Souvent des insectes couraient autour de moi. Des araignées. Oh ! mon Dieu que j’en avais peur ! des grillons, un peu de tout. 
Les animaux remuant leurs chaines faisaient un bruit qui se répercutait et s’amplifiait à mes oreilles d’enfant. Le patron m’accompagnait jusqu’à ma couche avec sa grosse lanterne. 

Quand il avait disparu, me laissant seule dans le noir, j’enfouissais ma tête sous la couverture, tremblante de peur et de froid. Je m’endormais souvent épuisée au matin. Ce soir-là, je ne saurais dire l’heure, car, bien entendu, je n’avais pas de montre, j’ouvris les yeux parce qu’une lumière aveuglante m’obligea à le faire, et ce que je vis me cloua de stupeur. 

Il n’y avait plus de vache, mais une grande table était dressée, avec une nappe blanche et des couverts si beaux que je n’en avais jamais vu de semblables. Des hommes vêtus de noir conversaient bruyamment et riaient d’un gros rire. 
À leur ceinture pendait une épée. Je n’en croyais pas mes yeux, me les frottant pour bien voir que je ne rêvais pas. Bientôt, j’entendis le bruit d’une charrette et la porte s’ouvrit, livrant passage à d’autres hommes en habits royaux, accompagnés de dames en robes longues. 

Était-ce un bal masqué ? Je ne connaissais rien que ma vie de petite fille pauvre, misérable. 

Tous ces gens se mirent à table et mangèrent des plats succulents, apportés par des cuisiniers. Puis, soudain, tout disparut.

L’étable devint noire et les vaches en remuant firent entendre leur bruit de chaines. Je m’endormis au petit matin et fus réveillée, trop tôt à mon gré, par mon patron qui me dit : 

« Alors on se lève pas aujourd’hui ? Debout ! il faut emmener le bétail au pré de la rivière » 

Titubant comme une personne ivre, je me vêtis à la hâte, n’ayant que ma robe usagée à enfiler et les sabots à chausser. J’avalai mon déjeuner : un peu de lait, du pain bis. 

On me donna un morceau du même pain et un bout de fromage. La patronne, un peu plus tendre, me dit : 

« Alors, Marie, tu es toute drôle ce matin. Tu es malade ? » 

Je baissais la tête sur mon écuelle, n’osant rien dire, et je partis avec le troupeau.

La journée se passa sans encombre. Au repas, je n’étais pas habituée à parler. Les maitres seuls avaient la parole, causant de leurs travaux, de quelques nouvelles apportées du village. 
Le soir revint après un repas, comme chaque jour, plus que frugal. J’emportai au fond de ma poche un petit quignon de pain et une pomme glanée sur l’herbe, un peu véreuse, mais qu'importe ? 
L’ombre épaisse m’enveloppa. Je ne pouvais trouver le sommeil. J’attendais, tout mon être tendu vers cet événement que j’espérais et appréhendais aussi. 

Lasse, harassée de fatigue, je m’endormis, sans avoir touché à ma pomme ni à mon pain. 

Le matin, un peu déçue, je me dis : 

« Tu avais rêvé ces beaux messieurs et ces belles dames »

Je me réveillai tôt, partis en chantonnant une vieille chanson que ma grand-mère m’avait apprise. Le soir, je me couchais comme à l’accoutumée et je m’endormis très vite. 
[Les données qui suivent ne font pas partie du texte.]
//! # Activity Ledger — Validated Append-Only Scoring Facts
//!
//! Each ledger entry is an immutable fact: who did what, in which category,
//! for how many points. Validation happens entirely before persistence —
//! a rejected entry is never partially applied.
//!
//! ## Reward categories
//!
//! | Type | Meaning | Subtype |
//! |-------|---------|---------|
//! | `zakal` | Physical training session | required: bjj / kick / ofp |
//! | `gran` | Theory — lecture or homework | optional lecture code |
//! | `shram` | Trial / test, higher point value | required: bjj / kick / ofp / tactics |
//!
//! The subtype sets are closed. Inserts with an unknown subtype are rejected
//! with a field-specific [`ValidationError`]; historical rows that drifted
//! outside the known set are handled downstream by the aggregation engine
//! (counted at the type level, never dropped).

use chrono::NaiveDate;
use serde::{Deserialize, Serialize};
use thiserror::Error;

/// The three reward categories of the program.
#[derive(Clone, Copy, Debug, PartialEq, Eq, Hash, Serialize, Deserialize)]
#[serde(rename_all = "lowercase")]
pub enum RewardType {
    Zakal,
    Gran,
    Shram,
}

impl RewardType {
    pub fn as_str(&self) -> &'static str {
        match self {
            RewardType::Zakal => "zakal",
            RewardType::Gran => "gran",
            RewardType::Shram => "shram",
        }
    }

    pub fn parse(s: &str) -> Option<Self> {
        match s {
            "zakal" => Some(RewardType::Zakal),
            "gran" => Some(RewardType::Gran),
            "shram" => Some(RewardType::Shram),
            _ => None,
        }
    }
}

/// Training disciplines tracked per-bucket by the aggregation engine.
///
/// `tactics` is a trial-only discipline: valid for `shram`, not for `zakal`.
#[derive(Clone, Copy, Debug, PartialEq, Eq, Hash, Serialize, Deserialize)]
#[serde(rename_all = "lowercase")]
pub enum Discipline {
    Bjj,
    Kick,
    Ofp,
    Tactics,
}

impl Discipline {
    pub fn as_str(&self) -> &'static str {
        match self {
            Discipline::Bjj => "bjj",
            Discipline::Kick => "kick",
            Discipline::Ofp => "ofp",
            Discipline::Tactics => "tactics",
        }
    }

    pub fn parse(s: &str) -> Option<Self> {
        match s {
            "bjj" => Some(Discipline::Bjj),
            "kick" => Some(Discipline::Kick),
            "ofp" => Some(Discipline::Ofp),
            "tactics" => Some(Discipline::Tactics),
            _ => None,
        }
    }

    /// Disciplines a `zakal` entry may carry.
    pub const ZAKAL: [Discipline; 3] = [Discipline::Bjj, Discipline::Kick, Discipline::Ofp];

    /// Disciplines a `shram` entry may carry.
    pub const SHRAM: [Discipline; 4] = [
        Discipline::Bjj,
        Discipline::Kick,
        Discipline::Ofp,
        Discipline::Tactics,
    ];
}

/// Multipliers accepted on insert. Anything else is a validation error.
pub const ALLOWED_MULTIPLIERS: [f64; 2] = [1.0, 1.5];

/// Field-specific rejection reasons for an activity insert.
///
/// Surfaced to the caller as a user-visible message (HTTP 422 at the portal
/// boundary); never results in a partially applied write.
#[derive(Debug, Error, PartialEq)]
pub enum ValidationError {
    #[error("unknown reward type '{0}' (expected zakal, gran or shram)")]
    UnknownRewardType(String),
    #[error("unknown {reward_type} discipline '{subtype}'")]
    UnknownSubtype { reward_type: &'static str, subtype: String },
    #[error("{0} activities require a discipline subtype")]
    MissingSubtype(&'static str),
    #[error("points must be positive, got {0}")]
    NonPositivePoints(i64),
    #[error("multiplier {0} is not allowed (expected 1.0 or 1.5)")]
    UnknownMultiplier(f64),
}

/// Raw activity fields as submitted by a trainer or admin.
#[derive(Clone, Debug, Deserialize)]
pub struct NewActivity {
    pub participant_id: uuid::Uuid,
    pub reward_type: String,
    #[serde(default)]
    pub subtype: Option<String>,
    pub points: i64,
    #[serde(default = "default_multiplier")]
    pub multiplier: f64,
    pub activity_date: NaiveDate,
    #[serde(default)]
    pub description: Option<String>,
    #[serde(default)]
    pub verified_by: Option<String>,
}

fn default_multiplier() -> f64 {
    1.0
}

/// An activity that passed validation and is ready to append.
#[derive(Clone, Debug)]
pub struct ValidatedActivity {
    pub participant_id: uuid::Uuid,
    pub reward_type: RewardType,
    pub subtype: Option<String>,
    pub points: i64,
    pub multiplier: f64,
    pub activity_date: NaiveDate,
    pub description: Option<String>,
    pub verified_by: Option<String>,
}

impl NewActivity {
    /// Validate all fields against the closed enum sets.
    ///
    /// `zakal` and `shram` require a known discipline subtype; `gran` takes an
    /// optional free-form lecture code (kept as-is, lowercased).
    pub fn validate(self) -> Result<ValidatedActivity, ValidationError> {
        let reward_type = RewardType::parse(&self.reward_type)
            .ok_or_else(|| ValidationError::UnknownRewardType(self.reward_type.clone()))?;

        if self.points <= 0 {
            return Err(ValidationError::NonPositivePoints(self.points));
        }
        if !ALLOWED_MULTIPLIERS.contains(&self.multiplier) {
            return Err(ValidationError::UnknownMultiplier(self.multiplier));
        }

        let subtype = self
            .subtype
            .as_deref()
            .map(str::trim)
            .filter(|s| !s.is_empty())
            .map(str::to_lowercase);

        let subtype = match reward_type {
            RewardType::Zakal | RewardType::Shram => {
                let allowed: &[Discipline] = if reward_type == RewardType::Zakal {
                    &Discipline::ZAKAL
                } else {
                    &Discipline::SHRAM
                };
                let raw = subtype
                    .ok_or(ValidationError::MissingSubtype(reward_type.as_str()))?;
                let discipline = Discipline::parse(&raw).filter(|d| allowed.contains(d));
                match discipline {
                    Some(d) => Some(d.as_str().to_string()),
                    None => {
                        return Err(ValidationError::UnknownSubtype {
                            reward_type: reward_type.as_str(),
                            subtype: raw,
                        })
                    }
                }
            }
            RewardType::Gran => subtype,
        };

        Ok(ValidatedActivity {
            participant_id: self.participant_id,
            reward_type,
            subtype,
            points: self.points,
            multiplier: self.multiplier,
            activity_date: self.activity_date,
            description: self.description,
            verified_by: self.verified_by,
        })
    }
}

#[cfg(test)]
mod tests {
    use super::*;

    fn base() -> NewActivity {
        NewActivity {
            participant_id: uuid::Uuid::new_v4(),
            reward_type: "zakal".into(),
            subtype: Some("bjj".into()),
            points: 1,
            multiplier: 1.0,
            activity_date: NaiveDate::from_ymd_opt(2026, 2, 10).unwrap(),
            description: None,
            verified_by: Some("coach".into()),
        }
    }

    #[test]
    fn valid_zakal_passes() {
        let v = base().validate().unwrap();
        assert_eq!(v.reward_type, RewardType::Zakal);
        assert_eq!(v.subtype.as_deref(), Some("bjj"));
    }

    #[test]
    fn unknown_reward_type_rejected() {
        let mut a = base();
        a.reward_type = "medal".into();
        assert_eq!(
            a.validate().unwrap_err(),
            ValidationError::UnknownRewardType("medal".into())
        );
    }

    #[test]
    fn zakal_requires_subtype() {
        let mut a = base();
        a.subtype = None;
        assert_eq!(
            a.validate().unwrap_err(),
            ValidationError::MissingSubtype("zakal")
        );
    }

    #[test]
    fn blank_subtype_treated_as_missing() {
        let mut a = base();
        a.subtype = Some("   ".into());
        assert_eq!(
            a.validate().unwrap_err(),
            ValidationError::MissingSubtype("zakal")
        );
    }

    #[test]
    fn zakal_rejects_tactics() {
        // tactics is a trial-only discipline
        let mut a = base();
        a.subtype = Some("tactics".into());
        assert!(matches!(
            a.validate().unwrap_err(),
            ValidationError::UnknownSubtype { reward_type: "zakal", .. }
        ));
    }

    #[test]
    fn shram_accepts_tactics() {
        let mut a = base();
        a.reward_type = "shram".into();
        a.subtype = Some("tactics".into());
        let v = a.validate().unwrap();
        assert_eq!(v.reward_type, RewardType::Shram);
        assert_eq!(v.subtype.as_deref(), Some("tactics"));
    }

    #[test]
    fn gran_subtype_is_optional_free_text() {
        let mut a = base();
        a.reward_type = "gran".into();
        a.subtype = None;
        assert!(a.validate().is_ok());

        let mut b = base();
        b.reward_type = "gran".into();
        b.subtype = Some("Nutrition".into());
        assert_eq!(b.validate().unwrap().subtype.as_deref(), Some("nutrition"));
    }

    #[test]
    fn non_positive_points_rejected() {
        for p in [0i64, -1, -100] {
            let mut a = base();
            a.points = p;
            assert_eq!(a.validate().unwrap_err(), ValidationError::NonPositivePoints(p));
        }
    }

    #[test]
    fn off_menu_multiplier_rejected() {
        let mut a = base();
        a.multiplier = 2.0;
        assert_eq!(
            a.validate().unwrap_err(),
            ValidationError::UnknownMultiplier(2.0)
        );
    }

    #[test]
    fn subtype_normalized_to_lowercase() {
        let mut a = base();
        a.subtype = Some("BJJ".into());
        assert_eq!(a.validate().unwrap().subtype.as_deref(), Some("bjj"));
    }
}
Mais voilà qu’au milieu de la nuit la même scène recommença. Une lumière aveuglante m’éveilla. M’asseillant sur mon céans, je revis la même table, les mêmes hommes vêtus de noir. 
Le défilé des belles dames et des beaux messieurs commença dans le brouhaha. Je me pelotonnais dans un coin du lit, osant à peine entrouvrir mes paupières, les couvertures ramenées jusqu’au menton.

Soudain, une main toucha mon front, une main glacée ! Malgré les années passées depuis cet événement, je n’en ai pas oublié le contact. Ce qui suivit fut d’une rapidité inconcevable. Je me sentis entrainée dans un tourbillon. Vêtue d’une belle robe, je pris part au repas comme dans un rêve, et l’on me convia à prendre place dans un carrosse où deux superbes chevaux ... 

R.Venet : 
Malheureusement je n'ai pas la suite, sans prétention aucune, j'essaierai de faire une suite.